Two concerns often arise in pooling data to conduct cross-national research—whether items that are identically worded are being interpreted and responded to similarly across surveys and how to analyze a construct of interest when the number and content of items differ across surveys. For cognitive assessments, the logistical challenges of creating and norming cognitive assessments that are comparable cross-culturally yet appropriate in different contexts are well recognized (Ferraro, 2002; Hendrie, 2006; Nell, 1999). For example, a project to harmonize the Cambridge Cognitive Examination (a neuropsychological test battery used in dementia diagnosis; Roth, Huppert, Mountjoy, & Tym, 1999) across seven European countries used an intensive iterative consensus process to achieve cultural and translational comparability (Verhey et al., 2003). This type of cross-national standardization is costly and time-consuming to implement. Vignettes offer another methodology for harmonizing measures across international surveys (Bago d’Uva, O’Donnell, & van Doorslaer, 2008; King, Murray, Salomon, & Tandon, 2004; Salomon, Tandon, & Murray, 2004). In this approach, respondents are asked to rate a common set of vignettes, known as anchoring vignettes, and then provide a self-assessment along the trait of interest. As the underlying trait level in the anchoring vignettes is constant across different raters, comparing an individual’s ratings on the anchoring vignettes along with his or her self-rating provides a means to adjust for differences in how individuals approach the rating process. However, as vignette assessment data have to be collected for each item of interest, this approach to harmonization is not applicable after primary data collection is completed.

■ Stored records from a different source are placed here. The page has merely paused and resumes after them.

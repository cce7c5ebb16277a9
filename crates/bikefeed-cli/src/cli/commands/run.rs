//! `bikefeed run` – one fetch, upload and cleanup cycle.

use anyhow::Result;
use bikefeed_core::config::BikefeedConfig;
use bikefeed_core::pipeline;
use bikefeed_core::upload::{DryRunUploader, SharePointUploader, Uploader};

use super::transport_from_config;

pub fn run_cycle(cfg: &BikefeedConfig, dry_run: bool) -> Result<()> {
    // Token must resolve before any network I/O.
    let uploader: Box<dyn Uploader> = if dry_run {
        Box::new(DryRunUploader)
    } else {
        Box::new(SharePointUploader::from_env(&cfg.token_env)?)
    };
    let transport = transport_from_config(cfg);

    println!("Uploading file to sharepoint.");
    let report = pipeline::run_cycle(cfg, &transport, uploader.as_ref())?;
    for path in &report.uploaded {
        println!("Wrote {} to {}", path.display(), cfg.destination.folder);
    }
    println!("Cleaned up temporary files.");
    tracing::info!(
        timestamp = %report.timestamp,
        removed = report.removed,
        "run completed"
    );
    Ok(())
}
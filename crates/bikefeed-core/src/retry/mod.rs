//! Retry policies.
//!
//! Two independent strategies live here. The transport policy retries GETs on
//! connection/read failures and transient statuses with exponential backoff.
//! The invoker retries any fallible operation a fixed number of times with a
//! fixed delay.

mod classify;
mod invoke;
mod policy;

pub use classify::{classify_curl_error, classify_status};
pub use invoke::{invoke_with_retry, invoke_with_retry_and_sleep, InvokeError, InvokePolicy};
pub use policy::{
    FailureKind, RetryDecision, RetryState, TransportRetryPolicy, RETRY_AFTER_STATUSES,
};
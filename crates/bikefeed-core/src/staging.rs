//! Local working directory and staged snapshot files.
//!
//! A [`StagedFile`] removes its file when dropped, so a run that fails
//! half-way (for example on an exhausted upload) still leaves nothing behind.

use anyhow::{Context, Result};
use serde_json::Value;
use std::fs;
use std::io::{BufWriter, Write};
use std::path::{Path, PathBuf};

/// Create the working directory (and parents) if absent.
pub fn ensure_dir(dir: &Path) -> Result<()> {
    fs::create_dir_all(dir).with_context(|| format!("create dir: {}", dir.display()))
}

/// A file owned by this run. Deleted on drop unless [`StagedFile::keep`] is called.
#[derive(Debug)]
pub struct StagedFile {
    path: PathBuf,
    armed: bool,
}

impl StagedFile {
    /// Write `value` as UTF-8 JSON to `path`. The guard exists before the first
    /// byte is written, so a failed write is cleaned up too.
    pub fn write_json(path: impl Into<PathBuf>, value: &Value) -> Result<Self> {
        let staged = Self {
            path: path.into(),
            armed: true,
        };
        let file = fs::File::create(&staged.path)
            .with_context(|| format!("create {}", staged.path.display()))?;
        let mut w = BufWriter::new(file);
        serde_json::to_writer(&mut w, value)
            .with_context(|| format!("encode {}", staged.path.display()))?;
        w.flush()
            .with_context(|| format!("write {}", staged.path.display()))?;
        tracing::debug!(path = %staged.path.display(), "staged snapshot file");
        Ok(staged)
    }

    pub fn path(&self) -> &Path {
        &self.path
    }

    /// Disarm the guard and hand back the path; the file stays on disk.
    pub fn keep(mut self) -> PathBuf {
        self.armed = false;
        std::mem::take(&mut self.path)
    }
}

impl Drop for StagedFile {
    fn drop(&mut self) {
        if !self.armed {
            return;
        }
        match fs::remove_file(&self.path) {
            Ok(()) => tracing::debug!(path = %self.path.display(), "removed staged file"),
            Err(e) if e.kind() == std::io::ErrorKind::NotFound => {}
            Err(e) => tracing::warn!(path = %self.path.display(), "could not remove staged file: {}", e),
        }
    }
}

/// Remove every regular file directly inside `dir`. Subdirectories are left alone.
/// Returns the number of files removed.
pub fn clear_directory(dir: &Path) -> Result<usize> {
    let mut removed = 0usize;
    let entries = fs::read_dir(dir).with_context(|| format!("read dir: {}", dir.display()))?;
    for entry in entries {
        let entry = entry.with_context(|| format!("read dir: {}", dir.display()))?;
        let path = entry.path();
        if !path.is_file() {
            continue;
        }
        fs::remove_file(&path).with_context(|| format!("remove {}", path.display()))?;
        removed += 1;
    }
    Ok(removed)
}
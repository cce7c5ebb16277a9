use std::time::Duration;

/// Status codes for which a `Retry-After` header overrides the computed backoff.
pub const RETRY_AFTER_STATUSES: [u16; 3] = [413, 429, 503];

/// High-level classification of a failed GET for retry purposes.
///
/// Each kind draws from its own budget (plus the shared `total` budget),
/// so connect and read failures are limited independently.
#[derive(Debug, Clone, Copy, PartialEq, Eq)]
pub enum FailureKind {
    /// Could not establish a connection (refused, DNS, TLS handshake).
    Connect,
    /// Connection was made but the response could not be read in full.
    Read,
    /// The server answered with this status code.
    Status(u16),
    /// Anything else (malformed URL, unsupported protocol). Never retried.
    Other,
}

/// Decision returned by the retry policy.
#[derive(Debug, Clone, Copy, PartialEq, Eq)]
pub enum RetryDecision {
    /// Do not retry this failure.
    NoRetry,
    /// Retry after the given delay.
    RetryAfter(Duration),
}

/// Exponential backoff policy for outbound GETs.
///
/// `total`, `connect` and `read` count retries, not attempts: a policy with
/// `total = 5` makes at most six requests.
#[derive(Debug, Clone, PartialEq)]
pub struct TransportRetryPolicy {
    /// Retries allowed across all failure kinds.
    pub total: u32,
    /// Retries allowed for connection failures.
    pub connect: u32,
    /// Retries allowed for read failures.
    pub read: u32,
    /// Delay before retry n is `backoff_factor * 2^(n-1)` seconds.
    pub backoff_factor: f64,
    /// Upper bound on the computed backoff.
    pub backoff_max: Duration,
    /// Response statuses that count as transient.
    pub status_forcelist: Vec<u16>,
    /// Honor `Retry-After` (integer seconds) on 413/429/503.
    pub respect_retry_after: bool,
    /// When status retries run out, fail instead of returning the last response.
    pub raise_on_status: bool,
}

impl Default for TransportRetryPolicy {
    fn default() -> Self {
        Self {
            total: 5,
            connect: 5,
            read: 5,
            backoff_factor: 0.3,
            backoff_max: Duration::from_secs(120),
            status_forcelist: vec![500, 502, 504],
            respect_retry_after: true,
            raise_on_status: true,
        }
    }
}

/// Remaining budgets for one logical request.
#[derive(Debug, Clone, Copy, PartialEq, Eq)]
pub struct RetryState {
    pub total_left: u32,
    pub connect_left: u32,
    pub read_left: u32,
    /// Retries granted so far (drives the backoff exponent).
    pub retries: u32,
}

impl TransportRetryPolicy {
    /// Fresh budgets for a new request.
    pub fn start(&self) -> RetryState {
        RetryState {
            total_left: self.total,
            connect_left: self.connect,
            read_left: self.read,
            retries: 0,
        }
    }

    pub fn is_retryable_status(&self, code: u16) -> bool {
        self.status_forcelist.contains(&code)
    }

    /// Backoff before retry `n` (1-based): `backoff_factor * 2^(n-1)`, capped at `backoff_max`.
    pub fn backoff(&self, n: u32) -> Duration {
        let exp = n.saturating_sub(1).min(62) as i32;
        let secs = self.backoff_factor.max(0.0) * 2f64.powi(exp);
        if !secs.is_finite() || secs >= self.backoff_max.as_secs_f64() {
            return self.backoff_max;
        }
        Duration::from_secs_f64(secs)
    }

    /// Consume one retry for `kind` and return how long to wait, or `NoRetry`
    /// if the failure is not transient or a budget it draws from is spent.
    pub fn decide(&self, state: &mut RetryState, kind: FailureKind) -> RetryDecision {
        let class_left = match kind {
            FailureKind::Other => return RetryDecision::NoRetry,
            FailureKind::Status(code) if !self.is_retryable_status(code) => {
                return RetryDecision::NoRetry
            }
            FailureKind::Status(_) => None,
            FailureKind::Connect => Some(&mut state.connect_left),
            FailureKind::Read => Some(&mut state.read_left),
        };

        if state.total_left == 0 {
            return RetryDecision::NoRetry;
        }
        if let Some(left) = class_left {
            if *left == 0 {
                return RetryDecision::NoRetry;
            }
            *left -= 1;
        }
        state.total_left -= 1;
        state.retries += 1;
        RetryDecision::RetryAfter(self.backoff(state.retries))
    }
}
use bikefeed_core::logging;

mod cli;

use crate::cli::CliCommand;

fn main() {
    // Initialize logging as early as possible.
    if logging::init_logging().is_err() {
        logging::init_logging_stderr();
    }

    // Parse CLI and dispatch.
    if let Err(err) = CliCommand::run_from_args() {
        tracing::error!("{:#}", err);
        eprintln!("bikefeed error: {:#}", err);
        std::process::exit(1);
    }
}
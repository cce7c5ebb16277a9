use crate::retry::{InvokePolicy, TransportRetryPolicy};
use crate::upload::Destination;
use anyhow::{Context, Result};
use serde::{Deserialize, Serialize};
use std::fs;
use std::path::{Path, PathBuf};
use std::time::Duration;

/// The two GBFS feeds fetched each run.
#[derive(Debug, Clone, PartialEq, Eq, Serialize, Deserialize)]
pub struct FeedsConfig {
    pub stations_url: String,
    /// Must carry `last_updated`; it names both snapshot files.
    pub status_url: String,
}

impl Default for FeedsConfig {
    fn default() -> Self {
        Self {
            stations_url: "https://gbfs.citibikenyc.com/gbfs/en/station_information.json"
                .to_string(),
            status_url: "https://gbfs.citibikenyc.com/gbfs/en/station_status.json".to_string(),
        }
    }
}

/// Feed GET retry parameters (`[transport]` in config.toml).
#[derive(Debug, Clone, Serialize, Deserialize)]
#[serde(default)]
pub struct TransportConfig {
    pub total: u32,
    pub connect: u32,
    pub read: u32,
    /// Seconds; delay before retry n is `backoff_factor * 2^(n-1)`.
    pub backoff_factor: f64,
    pub backoff_max_secs: u64,
    pub status_forcelist: Vec<u16>,
    pub respect_retry_after: bool,
    pub raise_on_status: bool,
    pub connect_timeout_secs: u64,
    pub timeout_secs: u64,
}

impl Default for TransportConfig {
    fn default() -> Self {
        let p = TransportRetryPolicy::default();
        Self {
            total: p.total,
            connect: p.connect,
            read: p.read,
            backoff_factor: p.backoff_factor,
            backoff_max_secs: p.backoff_max.as_secs(),
            status_forcelist: p.status_forcelist,
            respect_retry_after: p.respect_retry_after,
            raise_on_status: p.raise_on_status,
            connect_timeout_secs: 15,
            timeout_secs: 60,
        }
    }
}

impl TransportConfig {
    pub fn to_policy(&self) -> TransportRetryPolicy {
        TransportRetryPolicy {
            total: self.total,
            connect: self.connect,
            read: self.read,
            backoff_factor: self.backoff_factor,
            backoff_max: Duration::from_secs(self.backoff_max_secs),
            status_forcelist: self.status_forcelist.clone(),
            respect_retry_after: self.respect_retry_after,
            raise_on_status: self.raise_on_status,
        }
    }
}

/// Upload retry parameters (`[upload]` in config.toml).
#[derive(Debug, Clone, PartialEq, Eq, Serialize, Deserialize)]
#[serde(default)]
pub struct UploadConfig {
    pub retries: u32,
    pub delay_secs: u64,
}

impl Default for UploadConfig {
    fn default() -> Self {
        Self {
            retries: 3,
            delay_secs: 10,
        }
    }
}

impl UploadConfig {
    pub fn to_policy(&self) -> InvokePolicy {
        InvokePolicy::new(self.retries, Duration::from_secs(self.delay_secs))
    }
}

/// Global configuration loaded from `~/.config/bikefeed/config.toml`.
#[derive(Debug, Clone, Serialize, Deserialize)]
pub struct BikefeedConfig {
    /// Working directory for snapshot files (relative paths resolve against the cwd).
    /// `run` deletes every regular file in it after a successful upload.
    pub data_dir: PathBuf,
    /// Environment variable holding the SharePoint bearer token.
    pub token_env: String,
    #[serde(default)]
    pub feeds: FeedsConfig,
    #[serde(default)]
    pub destination: Destination,
    #[serde(default)]
    pub transport: TransportConfig,
    #[serde(default)]
    pub upload: UploadConfig,
}

impl Default for BikefeedConfig {
    fn default() -> Self {
        Self {
            data_dir: PathBuf::from("data"),
            token_env: "SHAREPOINT_ACCESS_TOKEN".to_string(),
            feeds: FeedsConfig::default(),
            destination: Destination::default(),
            transport: TransportConfig::default(),
            upload: UploadConfig::default(),
        }
    }
}

pub fn config_path() -> Result<PathBuf> {
    let xdg_dirs = xdg::BaseDirectories::with_prefix("bikefeed")?;
    Ok(xdg_dirs.place_config_file("config.toml")?)
}

/// Load configuration from disk, creating a default file if none exists.
pub fn load_or_init() -> Result<BikefeedConfig> {
    let path = config_path()?;
    if !path.exists() {
        let default_cfg = BikefeedConfig::default();
        let toml = toml::to_string_pretty(&default_cfg)?;
        if let Some(parent) = path.parent() {
            fs::create_dir_all(parent)?;
        }
        fs::write(&path, toml)?;
        tracing::info!("created default config at {}", path.display());
        return Ok(default_cfg);
    }
    load_from_path(&path)
}

/// Load configuration from an explicit path; the file must exist.
pub fn load_from_path(path: &Path) -> Result<BikefeedConfig> {
    let data =
        fs::read_to_string(path).with_context(|| format!("read config: {}", path.display()))?;
    let cfg: BikefeedConfig =
        toml::from_str(&data).with_context(|| format!("parse config: {}", path.display()))?;
    Ok(cfg)
}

Varying objectives and breadth of issues being covered by different surveys often limit the set of items included to measure constructs such as cognitive performance, resulting in use of different items and different number of items, and a limited set of common items across surveys. This holds true even for HRS and ELSA where greater coordination of content has been achieved than is typical. Faced with varying items across data sets, researchers often exclude non-common items and collapse categories to achieve a set of comparable items that can be pooled (Pluijm, 2005). However, this approach leads to loss of information because it ignores the measurement contribution of excluded items.

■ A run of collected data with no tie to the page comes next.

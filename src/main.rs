use clap::Parser;
use log::info;
use tracing_subscriber::EnvFilter;
use tracing_subscriber::filter::LevelFilter;
use url::Url;

use dbexec::{Config, DbValue, Executor, Parameter, UnmappedTypePolicy};

#[derive(Parser, Debug)]
#[command(author, version, about, long_about = None)]
struct Opts {
    /// Path to config file
    #[arg(short, long)]
    config: Option<String>,

    /// Database connection URL
    #[arg(short, long)]
    database: Option<String>,

    /// Database login
    #[arg(short, long)]
    login: Option<String>,

    /// Database password
    #[arg(short, long)]
    password: Option<String>,

    /// Disable auto-commit and commit after the statement
    #[arg(long)]
    fix_auto_commit: bool,

    /// Write NULL parameters as literals into the query
    #[arg(long)]
    null_substitution: bool,

    /// Reject parameters without wire type mapping
    #[arg(long)]
    strict_types: bool,

    /// Execute as stored procedure call, parameters given as `out` are output parameters
    #[arg(long)]
    call: bool,

    /// Print effective config
    #[arg(long)]
    print_config: bool,

    /// Log filter, e.g. `debug` or `dbexec::executor=trace,sqlx=warn`
    #[arg(short, long)]
    verbose: Option<String>,

    /// SQL statement with `?` placeholders
    query: Option<String>,

    /// Positional parameters
    params: Vec<String>,
}

fn log_filter(cli_opts: &Opts) -> EnvFilter {
    EnvFilter::builder()
        .with_default_directive(LevelFilter::INFO.into())
        .parse_lossy(cli_opts.verbose.as_deref().unwrap_or_default())
}

fn init_logger(cli_opts: &Opts) {
    let subscriber = tracing_subscriber::fmt()
        .with_env_filter(log_filter(cli_opts))
        .with_writer(std::io::stderr);
    if let Err(err) = subscriber.try_init() {
        eprintln!("Cannot initialize logger: {err}");
    }
}

fn main() -> anyhow::Result<()> {
    let cli_opts = Opts::parse();
    init_logger(&cli_opts);

    let mut config = if let Some(config_path) = &cli_opts.config {
        info!("Loading config file {config_path}");
        let f = std::fs::File::open(config_path)?;
        serde_yaml::from_reader(f)?
    } else {
        Config::default()
    };

    if let Some(database) = &cli_opts.database {
        config.db.url = Url::parse(database)?;
    }
    if cli_opts.login.is_some() {
        config.db.login = cli_opts.login.clone();
    }
    if cli_opts.password.is_some() {
        config.db.password = cli_opts.password.clone();
    }
    config.db.fix_auto_commit |= cli_opts.fix_auto_commit;
    config.db.null_substitution |= cli_opts.null_substitution;
    if cli_opts.strict_types {
        config.db.unmapped_types = UnmappedTypePolicy::Reject;
    }

    if cli_opts.print_config {
        let yaml = serde_yaml::to_string(&config)?;
        println!("{}", yaml);
        return Ok(());
    }

    let Some(query) = &cli_opts.query else {
        anyhow::bail!("No query given");
    };

    info!("Connecting to database: {}", config.db.url);
    let executor = Executor::from_config(&config.db)?;

    if cli_opts.call {
        let mut params: Vec<Parameter> = cli_opts
            .params
            .iter()
            .map(|p| if p == "out" { Parameter::output() } else { Parameter::input(DbValue::parse_literal(p)) })
            .collect();
        let records = executor.execute_call(query, &mut params)?;
        let out: Vec<&DbValue> = params.iter().filter(|p| p.is_out()).map(Parameter::value).collect();
        if !out.is_empty() {
            println!("{}", serde_yaml::to_string(&out)?);
        }
        if !records.is_empty() {
            println!("{}", serde_yaml::to_string(&records)?);
        }
    } else {
        let values: Vec<DbValue> = cli_opts.params.iter().map(|p| DbValue::parse_literal(p)).collect();
        let records = executor.execute_query(query, &values)?;
        println!("{}", serde_yaml::to_string(&records)?);
    }
    Ok(())
}
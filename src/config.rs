use std::collections::BTreeMap;

use serde::{Deserialize, Serialize};
use url::Url;

use crate::executor::UnmappedTypePolicy;
use crate::sql::ValueKind;
use crate::wire::WireType;

#[derive(Debug, Serialize, Deserialize, Default)]
pub struct Config {
    pub db: DbConfig,
}

#[derive(Debug, Serialize, Deserialize, Clone)]
pub struct DbConfig {
    pub url: Url,
    #[serde(default)]
    pub login: Option<String>,
    #[serde(default)]
    pub password: Option<String>,
    #[serde(default)]
    pub fix_auto_commit: bool,
    #[serde(default)]
    pub null_substitution: bool,
    #[serde(default)]
    pub unmapped_types: UnmappedTypePolicy,
    /// Overrides of the default wire type map.
    #[serde(default)]
    pub wire_types: BTreeMap<ValueKind, WireType>,
}

impl Default for DbConfig {
    fn default() -> Self {
        Self {
            url: Url::parse("sqlite::memory:").expect("valid default URL"),
            login: None,
            password: None,
            fix_auto_commit: false,
            null_substitution: false,
            unmapped_types: UnmappedTypePolicy::default(),
            wire_types: BTreeMap::new(),
        }
    }
}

Item response theory (IRT) offers two major advantages for harmonizing constructs, such as cognitive performance, that are assessed through multiple items. First, IRT can leverage common items across surveys to align scores along the same scale and generate comparable scores while retaining the additional information from available survey-specific items. This can potentially enhance score precision, particularly in the range of performance assessed by these survey-specific items. Second, IRT allows differential item functioning (DIF; Hambleton, Swaminathan, & Rogers, 1991; Holland & Wainer, 1993), perhaps due to cultural differences in interpretation, to be identified and accounted for during scoring. Empirical studies that ignore this information during scoring may introduce unnecessary measurement error or conflate actual group differences with measurement artifacts, potentially limiting the validity of their findings.

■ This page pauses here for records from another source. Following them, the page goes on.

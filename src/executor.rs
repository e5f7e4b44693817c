use std::sync::Arc;

use log::*;
use serde::{Deserialize, Serialize};

use crate::config::DbConfig;
use crate::driver::{self, Connection, Driver, Scoped};
use crate::error::{Error, Result};
use crate::rows::{ConverterTable, convert_rows};
use crate::sql::{DbValue, Parameter, Record, ValueKind};
use crate::sql_replace::replace_null_placeholders;
use crate::wire::{WireType, WireTypeMap};

/// What to do with a parameter whose value kind has no wire type mapping.
#[derive(Debug, Default, Clone, Copy, PartialEq, Eq, Serialize, Deserialize)]
#[serde(rename_all = "snake_case")]
pub enum UnmappedTypePolicy {
    /// Log a warning and bind with [`WireType::Other`].
    #[default]
    Fallback,
    /// Fail the call with [`Error::UnsupportedParameterType`].
    Reject,
}

/// Opens a connection per call, binds parameters, executes and collects the
/// produced rows as records.
pub struct Executor {
    url: Option<String>,
    login: Option<String>,
    password: Option<String>,
    fix_auto_commit: bool,
    null_substitution: bool,
    unmapped_types: UnmappedTypePolicy,
    wire_types: WireTypeMap,
    converters: ConverterTable,
    driver: Option<Arc<dyn Driver>>,
}

impl Default for Executor {
    fn default() -> Self {
        Self::new()
    }
}

impl Executor {
    pub fn new() -> Self {
        Self {
            url: None,
            login: None,
            password: None,
            fix_auto_commit: false,
            null_substitution: false,
            unmapped_types: UnmappedTypePolicy::default(),
            wire_types: WireTypeMap::default(),
            converters: ConverterTable::default(),
            driver: None,
        }
    }

    /// Creates an executor, first making sure a driver for the given driver
    /// name or URL is registered.
    pub fn create(driver_name_or_url: Option<&str>) -> Result<Self> {
        if let Some(name_or_url) = driver_name_or_url {
            driver::ensure_registered(name_or_url)?;
        }
        Ok(Self::new())
    }

    /// Connects through `driver` instead of the driver registry.
    pub fn with_driver(driver: Arc<dyn Driver>) -> Self {
        Self { driver: Some(driver), ..Self::new() }
    }

    pub fn from_config(config: &DbConfig) -> Result<Self> {
        let mut executor = Self::create(Some(config.url.as_str()))?;
        executor
            .set_url(config.url.as_str())?
            .set_credentials(config.login.as_deref(), config.password.as_deref())
            .set_fix_auto_commit(config.fix_auto_commit)
            .set_null_substitution(config.null_substitution)
            .set_unmapped_types(config.unmapped_types);
        for (kind, wire_type) in &config.wire_types {
            executor.set_wire_type(*kind, *wire_type);
        }
        Ok(executor)
    }

    pub fn url(&self) -> Option<&str> {
        self.url.as_deref()
    }

    pub fn set_url(&mut self, url: &str) -> Result<&mut Self> {
        if url.trim().is_empty() {
            return Err(Error::config("URL cannot be empty"));
        }
        self.url = Some(url.to_string());
        Ok(self)
    }

    pub fn login(&self) -> Option<&str> {
        self.login.as_deref()
    }

    pub fn set_credentials(&mut self, login: Option<&str>, password: Option<&str>) -> &mut Self {
        self.login = login.map(str::to_string);
        self.password = password.map(str::to_string);
        self
    }

    pub fn is_fix_auto_commit(&self) -> bool {
        self.fix_auto_commit
    }

    /// Disables auto-commit before executing and commits explicitly afterwards.
    pub fn set_fix_auto_commit(&mut self, fix_auto_commit: bool) -> &mut Self {
        self.fix_auto_commit = fix_auto_commit;
        self
    }

    pub fn is_null_substitution(&self) -> bool {
        self.null_substitution
    }

    /// Writes null input parameters as literal `NULL` into the query text
    /// instead of binding them.
    pub fn set_null_substitution(&mut self, null_substitution: bool) -> &mut Self {
        self.null_substitution = null_substitution;
        self
    }

    pub fn unmapped_types(&self) -> UnmappedTypePolicy {
        self.unmapped_types
    }

    pub fn set_unmapped_types(&mut self, policy: UnmappedTypePolicy) -> &mut Self {
        self.unmapped_types = policy;
        self
    }

    pub fn wire_types(&self) -> &WireTypeMap {
        &self.wire_types
    }

    pub fn set_wire_type(&mut self, kind: ValueKind, wire_type: WireType) -> &mut Self {
        self.wire_types.put(kind, wire_type);
        self
    }

    pub fn set_wire_types(&mut self, wire_types: WireTypeMap) -> Result<&mut Self> {
        if wire_types.is_empty() {
            return Err(Error::config("Wire type map cannot be empty"));
        }
        self.wire_types = wire_types;
        Ok(self)
    }

    pub fn type_converters(&self) -> &ConverterTable {
        &self.converters
    }

    pub fn set_type_converter<F>(&mut self, kind: ValueKind, converter: F) -> &mut Self
    where
        F: Fn(DbValue, &str) -> DbValue + Send + Sync + 'static,
    {
        self.converters.put(kind, converter);
        self
    }

    pub fn set_type_converters(&mut self, converters: ConverterTable) -> Result<&mut Self> {
        if converters.is_empty() {
            return Err(Error::config("Converter table cannot be empty"));
        }
        self.converters = converters;
        Ok(self)
    }

    fn connect(&self) -> Result<Scoped<dyn Connection>> {
        let url = self.url.as_deref().ok_or_else(|| Error::config("URL is not set"))?;
        let login = self.login.as_deref();
        let password = self.password.as_deref();
        let connection = match &self.driver {
            Some(driver) => driver.connect(url, login, password)?,
            None => driver::connect(url, login, password)?,
        };
        Ok(Scoped::new(connection, "connection"))
    }

    pub fn execute_query(&self, sql: &str, values: &[DbValue]) -> Result<Vec<Record>> {
        let mut params: Vec<Parameter> = values.iter().cloned().map(Parameter::input).collect();
        let mut connection = self.connect()?;
        self.execute(&mut *connection, false, sql, &mut params)
    }

    /// Calls a stored procedure. Values of output parameters are stored back
    /// into `params`.
    pub fn execute_call(&self, sql: &str, params: &mut [Parameter]) -> Result<Vec<Record>> {
        let mut connection = self.connect()?;
        self.execute(&mut *connection, true, sql, params)
    }

    /// Runs `sql` on an already open `connection`, which stays open.
    ///
    /// With fix-auto-commit the statement runs in its own transaction. It is
    /// committed on success and rolled back when the statement fails.
    pub fn execute(
        &self,
        connection: &mut dyn Connection,
        callable: bool,
        sql: &str,
        params: &mut [Parameter],
    ) -> Result<Vec<Record>> {
        if self.fix_auto_commit {
            connection.set_auto_commit(false)?;
        }
        let records = match self.run_statement(connection, callable, sql, params) {
            Ok(records) => records,
            Err(err) => {
                if self.fix_auto_commit
                    && let Err(rollback_err) = connection.rollback()
                {
                    warn!("Rollback after '{sql}' failed: {rollback_err}");
                }
                return Err(err);
            }
        };
        if self.fix_auto_commit
            && let Err(err) = connection.commit()
        {
            warn!("Commit after '{sql}' failed: {err}");
        }
        Ok(records)
    }

    fn run_statement(
        &self,
        connection: &mut dyn Connection,
        callable: bool,
        sql: &str,
        params: &mut [Parameter],
    ) -> Result<Vec<Record>> {
        let wire_types = self.resolve_wire_types(params)?;

        // indexes into `params` of the parameters which get bound
        let (sql, bound): (String, Vec<usize>) = if self.null_substitution {
            let nulls: Vec<bool> = params.iter().map(|p| !p.is_out() && p.value().is_null()).collect();
            let bound = (0..params.len()).filter(|ix| !nulls[*ix]).collect();
            (replace_null_placeholders(sql, &nulls), bound)
        } else {
            (sql.to_string(), (0..params.len()).collect())
        };
        debug!("execute{}: {sql}", if callable { " call" } else { "" });

        let mut statement = Scoped::new(
            if callable { connection.prepare_call(&sql)? } else { connection.prepare(&sql)? },
            "statement",
        );
        let mut out_params = Vec::new();
        for (pos, &ix) in bound.iter().enumerate() {
            let index = pos + 1;
            let param = &params[ix];
            let wire_type = wire_types[ix];
            if param.is_out() {
                statement.register_out_parameter(index, wire_type)?;
                out_params.push((index, ix));
            } else if param.value().is_null() {
                statement.bind_null(index, wire_type)?;
            } else {
                statement.bind(index, param.value(), wire_type)?;
            }
        }

        let records = match statement.execute()? {
            Some(cursor) => {
                let mut cursor = Scoped::new(cursor, "cursor");
                convert_rows(&mut *cursor, Some(&self.converters))?
            }
            None => Vec::new(),
        };

        for (index, ix) in out_params {
            let value = statement.out_value(index)?;
            params[ix].set_value(self.converters.apply(value, ""));
        }
        Ok(records)
    }

    fn resolve_wire_types(&self, params: &[Parameter]) -> Result<Vec<WireType>> {
        params
            .iter()
            .enumerate()
            .map(|(index, param)| {
                if param.is_out() {
                    return Ok(param.out_type().unwrap_or(WireType::Other));
                }
                let Some(kind) = param.value().kind() else {
                    return Ok(WireType::Null);
                };
                match (self.wire_types.get(kind), self.unmapped_types) {
                    (Some(wire_type), _) => Ok(wire_type),
                    (None, UnmappedTypePolicy::Fallback) => {
                        warn!("No wire type mapped for {kind} (parameter {index}), falling back to {}", WireType::Other);
                        Ok(WireType::Other)
                    }
                    (None, UnmappedTypePolicy::Reject) => Err(Error::UnsupportedParameterType { index, kind }),
                }
            })
            .collect()
    }
}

In this study, we investigated the value of IRT-based strategies for harmonizing measures of general cognitive performance across international surveys on aging using data from HRS and ELSA. We compared measurement consequences of using an IRT score: (a) based solely on the set of nine items common to both surveys; (b) using the common set of nine items, but adjusting for differentially functioning items; and (c) using all available items from each survey, with adjustment for items that show DIF. The main hypothesis tested is the following:
IRT scores based on all available items from each survey, adjusted for DIF, will have better measurement precision than IRT scores based on the common set only, whether adjusted for DIF or not.
Method
Data Sources
Data are drawn from the HRS and ELSA. These international surveys are both longitudinal and share focus on the social, economic, and health aspects of the lives of people aged 50 and above. The HRS is nationally representative of the United States and has been ongoing since 1992 (Juster & Suzman, 1995). The ELSA is representative of the United Kingdom and is one of a family of surveys patterned after the HRS that now extends to many countries (Banks, Marmot, Oldfield, & Smith, 2006). In this study, we used closely aligned years of data with HRS data from 2002 and ELSA data from March 2002 to March 2003 (Wave 1, Release 2).
Our analyses focus on participants aged 65 or above who were administered cognitive assessments in each survey. Final sample sizes for our analyses were 9,471 in HRS and 5,444 in ELSA. Age, sex, and education of the sample by survey are presented in Table 1. The dichotomous education variable uses items specific to each survey: HRS provides items on completed education and degrees; ELSA provides a seven-level categorical variable (500 cases classified as “foreign/other” were excluded).
Sample Characteristics by Survey (Unweighted).
Note. HRS = Health and Retirement Study; ELSA = English Longitudinal Study of Aging.
Measures
Nine measures were common to both surveys. Four of these items assessed orientation to date (i.e., today’s date, month, year, and day of week). Respondents were asked, “What is today’s date?” Credit was given for the correct date, month, year, and day of week separately. Probes were used for components not reported spontaneously. In addition, three numeracy items, one related to disease prevalence, another to savings, and the third on lottery winnings as well as two word recall items, immediate and delayed, were included in both HRS and ELSA.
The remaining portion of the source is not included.